COURT OF APPEAL OF THE STATE OF CALIFORNIA SECOND APPELLATE DISTRICT DIVISION FOUR
Mar 29, 2017
No. B267989 (Cal. Ct. App. Mar. 29, 2017)

Opinion

B267989

03-29-2017

PATRICK BULMER, Plaintiff and Respondent, v. RUDY M.A. COSIO, Defendant and Appellant.

Thomas Armstrong, for Defendant and Appellant. Patrick Bulmer, in pro. per.


NOT TO BE PUBLISHED IN THE OFFICIAL REPORTS

California Rules of Court, rule 8.1115(a), prohibits courts and parties from citing or relying on opinions not certified for publication or ordered published, except as specified by rule 8.1115(b). This opinion has not been certified for publication or ordered published for purposes of rule 8.1115. (Los Angeles County Super. Ct. No. NC058919) APPEAL from a judgment of the Superior Court of Los Angeles County, Ross M. Klein, Judge. Affirmed. Thomas Armstrong, for Defendant and Appellant. Patrick Bulmer, in pro. per.

INTRODUCTION

Defendant Rudy Cosio appeals an order denying his motion for judgment notwithstanding the verdict (JNOV) following a jury trial. The jury returned a verdict against him and in favor of plaintiff Patrick Bulmer on Bulmer's claim for equitable indemnification. Cosio contends this was error because he owed no duty of care to Bulmer. We affirm.

FACTUAL AND PROCEDURAL HISTORY

This appeal arises out of a lawsuit filed by Bulmer in 2013 against Cosio, an attorney, and two of Cosio's clients, Aidy Yang and Maria Avila. Bulmer, who works as a professional receiver, alleged he incurred damages based on two prior lawsuits, which we will discuss briefly to provide the necessary background.

I. The Avila Lawsuit

In the original case, Yang and Avila, represented by Cosio, sued Ming Tang Lin over a joint agricultural venture (the Avila lawsuit). A jury found for Yang and Avila and awarded $1,853,000 in damages against Lin. On July 26, 2012, the same day the jury returned its verdict, Yang and Avila filed an ex parte application seeking a temporary restraining order enjoining Lin from transferring any assets and freezing his bank accounts, and requesting appointment of a receiver. The application claimed that Lin was a flight risk and likely to transfer his assets to "attempt to evade paying plaintiffs for any judgment awarded." In the application, Yang and Avila nominated Receiver Specialists of Los Angeles as the requested receiver and attached a declaration from Cosio attesting to its reputation.

The court granted the ex parte application the same day, but made no specific provisions regarding the receivership. On July 30, 2012, the court signed an order appointing a receiver, adopting a proposed order submitted by Cosio. The receivership order appointed Bulmer, of California Receivership Services, as the receiver, rather than the entity listed in the ex parte application. The order also waived the imposition of a receiver's bond, and set forth provisions for monthly payment to the receiver of fees and expenses incurred, with quarterly review by the court.

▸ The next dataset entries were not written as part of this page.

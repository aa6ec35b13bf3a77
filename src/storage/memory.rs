//! In-memory storage implementation for development and testing
//!
//! Keeps user records and issued tokens in process memory. Suitable for
//! development, tests or a single-instance deployment; use a shared backend
//! when several service instances must see the same sessions.

use async_trait::async_trait;
use chrono::{DateTime, Utc};
use std::collections::{HashMap, HashSet};
use std::sync::Arc;
use std::time::Duration;
use tokio::sync::RwLock;
use tokio::time::Instant;

use super::traits::*;
use crate::auth::password::{hash_password, verify_password, PasswordPolicy};
use crate::auth::user::{Claim, UserIdentity};
use crate::constants::{DEFAULT_LOCKOUT_MINUTES, MAX_FAILED_ACCESS_ATTEMPTS};
use crate::error::{AuthMeError, Result};

fn normalize_email(email: &str) -> String {
    email.trim().to_lowercase()
}

/// In-memory user store
pub struct MemoryUserStore {
    users: Arc<RwLock<HashMap<String, UserIdentity>>>,
    by_email: Arc<RwLock<HashMap<String, String>>>, // normalized email -> user id
    policy: PasswordPolicy,
    max_failed_attempts: u32,
    lockout_duration: chrono::Duration,
}

impl MemoryUserStore {
    pub fn new() -> Self {
        Self::with_policy(PasswordPolicy::default())
    }

    pub fn with_policy(policy: PasswordPolicy) -> Self {
        Self {
            users: Arc::new(RwLock::new(HashMap::new())),
            by_email: Arc::new(RwLock::new(HashMap::new())),
            policy,
            max_failed_attempts: MAX_FAILED_ACCESS_ATTEMPTS,
            lockout_duration: chrono::Duration::minutes(DEFAULT_LOCKOUT_MINUTES),
        }
    }

    async fn update<F>(&self, user_id: &str, apply: F) -> Result<()>
    where
        F: FnOnce(&mut UserIdentity),
    {
        let mut users = self.users.write().await;
        match users.get_mut(user_id) {
            Some(user) => {
                apply(user);
                Ok(())
            }
            None => Err(AuthMeError::NotFound(format!("User {} not found", user_id))),
        }
    }

    /// Attach a custom claim to a user
    pub async fn add_claim(&self, user_id: &str, claim: Claim) -> Result<()> {
        self.update(user_id, |user| {
            if !user.claims.contains(&claim) {
                user.claims.push(claim);
            }
        })
        .await
    }

    pub async fn add_to_role(&self, user_id: &str, role: &str) -> Result<()> {
        self.update(user_id, |user| {
            if !user.roles.iter().any(|r| r == role) {
                user.roles.push(role.to_string());
            }
        })
        .await
    }

    pub async fn set_email_confirmed(&self, user_id: &str, confirmed: bool) -> Result<()> {
        self.update(user_id, |user| user.email_confirmed = confirmed).await
    }

    /// Lock the account until `end` (or unlock with `None`). Has no effect while lockout is disabled.
    pub async fn set_lockout_end(&self, user_id: &str, end: Option<DateTime<Utc>>) -> Result<()> {
        self.update(user_id, |user| user.lockout_end = end).await
    }

    pub async fn set_two_factor_enabled(&self, user_id: &str, enabled: bool) -> Result<()> {
        self.update(user_id, |user| user.two_factor_enabled = enabled).await
    }

    pub async fn user_count(&self) -> usize {
        self.users.read().await.len()
    }
}

impl Default for MemoryUserStore {
    fn default() -> Self {
        Self::new()
    }
}

#[async_trait]
impl UserStore for MemoryUserStore {
    async fn create_user(&self, email: &str, password: &str) -> Result<ProvisioningResult> {
        let normalized = normalize_email(email);
        let mut errors = Vec::new();

        if self.by_email.read().await.contains_key(&normalized) {
            errors.push(format!("Username '{}' is already taken.", email));
            errors.push(format!("Email '{}' is already taken.", email));
        }
        errors.extend(self.policy.violations(password));
        if !errors.is_empty() {
            return Ok(ProvisioningResult::Rejected(errors));
        }

        // Argon2 is deliberately slow; keep it off the async workers
        let owned = password.to_string();
        let password_hash = tokio::task::spawn_blocking(move || hash_password(&owned))
            .await
            .map_err(|e| AuthMeError::StorageError(format!("Hashing task failed: {}", e)))??;

        let user = UserIdentity::new(email.trim(), password_hash);

        let mut users = self.users.write().await;
        let mut by_email = self.by_email.write().await;
        // Another request may have registered the same address while we were hashing
        if by_email.contains_key(&normalized) {
            return Ok(ProvisioningResult::Rejected(vec![
                format!("Username '{}' is already taken.", email),
                format!("Email '{}' is already taken.", email),
            ]));
        }
        by_email.insert(normalized, user.id.clone());
        users.insert(user.id.clone(), user.clone());

        log::debug!("User {} created", user.id);
        Ok(ProvisioningResult::Created(user))
    }

    async fn find_by_email(&self, email: &str) -> Result<Option<UserIdentity>> {
        let user_id = self.by_email.read().await.get(&normalize_email(email)).cloned();
        match user_id {
            Some(id) => self.find_by_id(&id).await,
            None => Ok(None),
        }
    }

    async fn find_by_id(&self, user_id: &str) -> Result<Option<UserIdentity>> {
        Ok(self.users.read().await.get(user_id).cloned())
    }

    async fn check_password(&self, user: &UserIdentity, password: &str) -> Result<bool> {
        let password_hash = match self.users.read().await.get(&user.id) {
            Some(stored) => stored.password_hash.clone(),
            None => return Err(AuthMeError::NotFound(format!("User {} not found", user.id))),
        };
        let owned = password.to_string();
        let matches = tokio::task::spawn_blocking(move || verify_password(&owned, &password_hash))
            .await
            .map_err(|e| AuthMeError::StorageError(format!("Password check task failed: {}", e)))?;

        let mut users = self.users.write().await;
        let stored = users
            .get_mut(&user.id)
            .ok_or_else(|| AuthMeError::NotFound(format!("User {} not found", user.id)))?;

        if matches {
            stored.access_failed_count = 0;
            return Ok(true);
        }

        if stored.lockout_enabled {
            stored.access_failed_count += 1;
            if stored.access_failed_count >= self.max_failed_attempts {
                stored.lockout_end = Some(Utc::now() + self.lockout_duration);
                stored.access_failed_count = 0;
                log::warn!("User {} locked out after repeated failed attempts", stored.id);
            }
        }
        Ok(false)
    }

    async fn is_locked_out(&self, user: &UserIdentity) -> Result<bool> {
        let users = self.users.read().await;
        let stored = users.get(&user.id).unwrap_or(user);
        Ok(stored.is_locked_out_at(Utc::now()))
    }

    async fn is_email_confirmed(&self, user: &UserIdentity) -> Result<bool> {
        let users = self.users.read().await;
        Ok(users.get(&user.id).unwrap_or(user).email_confirmed)
    }

    async fn set_lockout_enabled(&self, user: &UserIdentity, enabled: bool) -> Result<()> {
        self.update(&user.id, |stored| stored.lockout_enabled = enabled).await
    }

    async fn get_claims(&self, user: &UserIdentity) -> Result<Vec<Claim>> {
        let users = self.users.read().await;
        Ok(users.get(&user.id).unwrap_or(user).claims.clone())
    }

    async fn get_roles(&self, user: &UserIdentity) -> Result<Vec<String>> {
        let users = self.users.read().await;
        Ok(users.get(&user.id).unwrap_or(user).roles.clone())
    }
}

/// Cached token value with its deadline
#[derive(Debug, Clone)]
struct CacheEntry {
    value: String,
    subject_id: String,
    expires_at: Instant,
}

/// In-memory token cache with lazy expiry and a subject index
pub struct MemoryTokenCache {
    entries: Arc<RwLock<HashMap<String, CacheEntry>>>,
    /// Index by subject for sign-out
    subjects: Arc<RwLock<HashMap<String, HashSet<String>>>>,
}

impl MemoryTokenCache {
    pub fn new() -> Self {
        Self {
            entries: Arc::new(RwLock::new(HashMap::new())),
            subjects: Arc::new(RwLock::new(HashMap::new())),
        }
    }

    /// Number of entries that have not yet expired
    pub async fn len(&self) -> usize {
        let now = Instant::now();
        self.entries
            .read()
            .await
            .values()
            .filter(|entry| entry.expires_at > now)
            .count()
    }

    pub async fn is_empty(&self) -> bool {
        self.len().await == 0
    }

    /// Drop expired entries and prune the subject index
    pub async fn cleanup_expired(&self) -> usize {
        let now = Instant::now();
        let mut entries = self.entries.write().await;
        let mut subjects = self.subjects.write().await;

        let expired: Vec<(String, String)> = entries
            .iter()
            .filter(|(_, entry)| entry.expires_at <= now)
            .map(|(key, entry)| (key.clone(), entry.subject_id.clone()))
            .collect();

        for (key, subject_id) in &expired {
            entries.remove(key);
            if let Some(keys) = subjects.get_mut(subject_id) {
                keys.remove(key);
                if keys.is_empty() {
                    subjects.remove(subject_id);
                }
            }
        }

        if !expired.is_empty() {
            log::debug!("Cleaned up {} expired cached tokens", expired.len());
        }
        expired.len()
    }

    /// Start background cleanup task
    pub fn start_cleanup_task(self: Arc<Self>, period: Duration) {
        tokio::spawn(async move {
            let mut interval = tokio::time::interval(period);
            loop {
                interval.tick().await;
                self.cleanup_expired().await;
            }
        });
    }
}

impl Default for MemoryTokenCache {
    fn default() -> Self {
        Self::new()
    }
}

#[async_trait]
impl TokenCache for MemoryTokenCache {
    async fn set(&self, subject_id: &str, key: &str, value: &str, ttl: Duration) -> Result<()> {
        let entry = CacheEntry {
            value: value.to_string(),
            subject_id: subject_id.to_string(),
            expires_at: Instant::now() + ttl,
        };

        let mut entries = self.entries.write().await;
        let mut subjects = self.subjects.write().await;
        entries.insert(key.to_string(), entry);
        subjects
            .entry(subject_id.to_string())
            .or_insert_with(HashSet::new)
            .insert(key.to_string());
        Ok(())
    }

    async fn get(&self, key: &str) -> Result<Option<String>> {
        let entries = self.entries.read().await;
        Ok(entries
            .get(key)
            .filter(|entry| entry.expires_at > Instant::now())
            .map(|entry| entry.value.clone()))
    }

    async fn delete(&self, key: &str) -> Result<()> {
        let mut entries = self.entries.write().await;
        let mut subjects = self.subjects.write().await;
        if let Some(entry) = entries.remove(key) {
            if let Some(keys) = subjects.get_mut(&entry.subject_id) {
                keys.remove(key);
                if keys.is_empty() {
                    subjects.remove(&entry.subject_id);
                }
            }
        }
        Ok(())
    }

    async fn delete_by_subject(&self, subject_id: &str) -> Result<usize> {
        let mut entries = self.entries.write().await;
        let mut subjects = self.subjects.write().await;

        let removed = subjects
            .remove(subject_id)
            .map(|keys| keys.iter().filter(|key| entries.remove(*key).is_some()).count())
            .unwrap_or(0);

        Ok(removed)
    }
}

Following his appointment as receiver, Bulmer seized approximately $24,000 in assets from Lin. Bulmer also paid himself $10,800.40 out of the seized funds, which he claimed was for fees and expenses incurred as receiver.

In the meantime, Lin filed a motion to vacate the receivership order on the grounds, among others, that Yang and Avila, as the applicants, had failed to post the requisite bond. (See Code of Civ. Proc., § 566, subd.(b) [requiring bond by applicant for ex parte receivership].) On September 11, 2012, the court granted Lin's motion and declared the receivership void. The court found that the ex parte appointment of the receiver was "null and void" because no bond was posted and, additionally, because Bulmer was "not the same receiver nominated in the ex parte application." On October 29, 2012, the court ordered Bulmer to "disgorge the fees and expenses he had previously paid himself and to return all funds seized" to Lin.

All further code citations are to the Code of Civil Procedure unless otherwise indicated.

Bulmer moved for reconsideration. The court denied the motion.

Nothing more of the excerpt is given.